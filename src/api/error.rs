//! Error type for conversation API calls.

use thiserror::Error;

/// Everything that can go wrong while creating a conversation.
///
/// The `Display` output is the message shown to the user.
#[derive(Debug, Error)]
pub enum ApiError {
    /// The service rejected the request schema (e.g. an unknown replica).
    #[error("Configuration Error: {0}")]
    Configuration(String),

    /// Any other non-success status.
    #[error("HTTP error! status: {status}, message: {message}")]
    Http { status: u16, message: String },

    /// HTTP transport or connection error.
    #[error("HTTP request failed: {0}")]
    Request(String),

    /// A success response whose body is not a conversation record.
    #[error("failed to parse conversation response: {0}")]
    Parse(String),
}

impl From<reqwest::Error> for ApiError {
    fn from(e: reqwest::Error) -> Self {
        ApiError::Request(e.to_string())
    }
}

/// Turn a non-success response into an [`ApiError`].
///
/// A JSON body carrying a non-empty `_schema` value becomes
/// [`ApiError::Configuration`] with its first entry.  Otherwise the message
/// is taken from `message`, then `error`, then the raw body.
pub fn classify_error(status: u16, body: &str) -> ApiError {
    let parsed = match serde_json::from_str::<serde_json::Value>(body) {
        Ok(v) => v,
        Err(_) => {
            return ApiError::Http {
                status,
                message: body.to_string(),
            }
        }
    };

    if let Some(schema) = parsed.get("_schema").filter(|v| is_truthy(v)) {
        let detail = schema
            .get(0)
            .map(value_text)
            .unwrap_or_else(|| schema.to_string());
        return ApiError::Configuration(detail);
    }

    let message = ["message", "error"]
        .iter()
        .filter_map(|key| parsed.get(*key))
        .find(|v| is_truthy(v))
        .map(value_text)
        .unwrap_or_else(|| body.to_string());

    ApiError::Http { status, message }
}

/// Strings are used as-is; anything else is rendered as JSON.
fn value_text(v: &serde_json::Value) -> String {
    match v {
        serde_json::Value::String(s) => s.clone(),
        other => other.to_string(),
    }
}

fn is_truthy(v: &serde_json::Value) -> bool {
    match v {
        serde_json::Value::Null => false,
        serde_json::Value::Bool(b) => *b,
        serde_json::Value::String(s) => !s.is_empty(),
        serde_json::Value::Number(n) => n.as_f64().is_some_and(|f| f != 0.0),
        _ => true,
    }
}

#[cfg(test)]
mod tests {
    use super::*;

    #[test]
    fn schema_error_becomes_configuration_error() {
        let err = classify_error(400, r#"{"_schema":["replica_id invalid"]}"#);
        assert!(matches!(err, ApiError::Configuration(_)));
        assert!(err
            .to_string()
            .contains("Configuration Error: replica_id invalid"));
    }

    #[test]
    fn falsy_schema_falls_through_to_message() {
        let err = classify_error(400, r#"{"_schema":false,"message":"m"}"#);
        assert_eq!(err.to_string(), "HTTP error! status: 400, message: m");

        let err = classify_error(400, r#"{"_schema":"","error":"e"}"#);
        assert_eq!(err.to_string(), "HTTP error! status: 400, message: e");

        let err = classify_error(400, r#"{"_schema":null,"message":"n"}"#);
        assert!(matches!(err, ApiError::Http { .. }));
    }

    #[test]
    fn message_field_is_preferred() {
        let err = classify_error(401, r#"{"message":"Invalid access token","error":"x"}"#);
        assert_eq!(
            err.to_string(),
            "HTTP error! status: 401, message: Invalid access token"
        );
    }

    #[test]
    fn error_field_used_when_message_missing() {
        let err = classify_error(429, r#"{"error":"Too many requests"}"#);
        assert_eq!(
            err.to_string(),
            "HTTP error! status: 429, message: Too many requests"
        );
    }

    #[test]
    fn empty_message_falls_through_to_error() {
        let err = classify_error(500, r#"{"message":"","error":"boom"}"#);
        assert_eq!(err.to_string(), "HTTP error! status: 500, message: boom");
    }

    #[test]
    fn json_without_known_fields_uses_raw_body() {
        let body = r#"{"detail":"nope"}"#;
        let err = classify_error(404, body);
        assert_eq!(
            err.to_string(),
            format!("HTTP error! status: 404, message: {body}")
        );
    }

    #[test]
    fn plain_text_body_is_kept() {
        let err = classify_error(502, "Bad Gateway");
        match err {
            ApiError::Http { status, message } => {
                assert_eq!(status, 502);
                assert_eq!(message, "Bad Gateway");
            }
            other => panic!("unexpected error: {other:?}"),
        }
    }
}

- [Task to complete]: When you reach the line that contains "an unknown replica).", stop; that line and every line before it, from the very first line of the data, should be restated word for word.

- [Task answer]:
filename src/api/error.rs
//! Error type for conversation API calls.

use thiserror::Error;

/// Everything that can go wrong while creating a conversation.
///
/// The `Display` output is the message shown to the user.
#[derive(Debug, Error)]
pub enum ApiError {
    /// The service rejected the request schema (e.g. an unknown replica).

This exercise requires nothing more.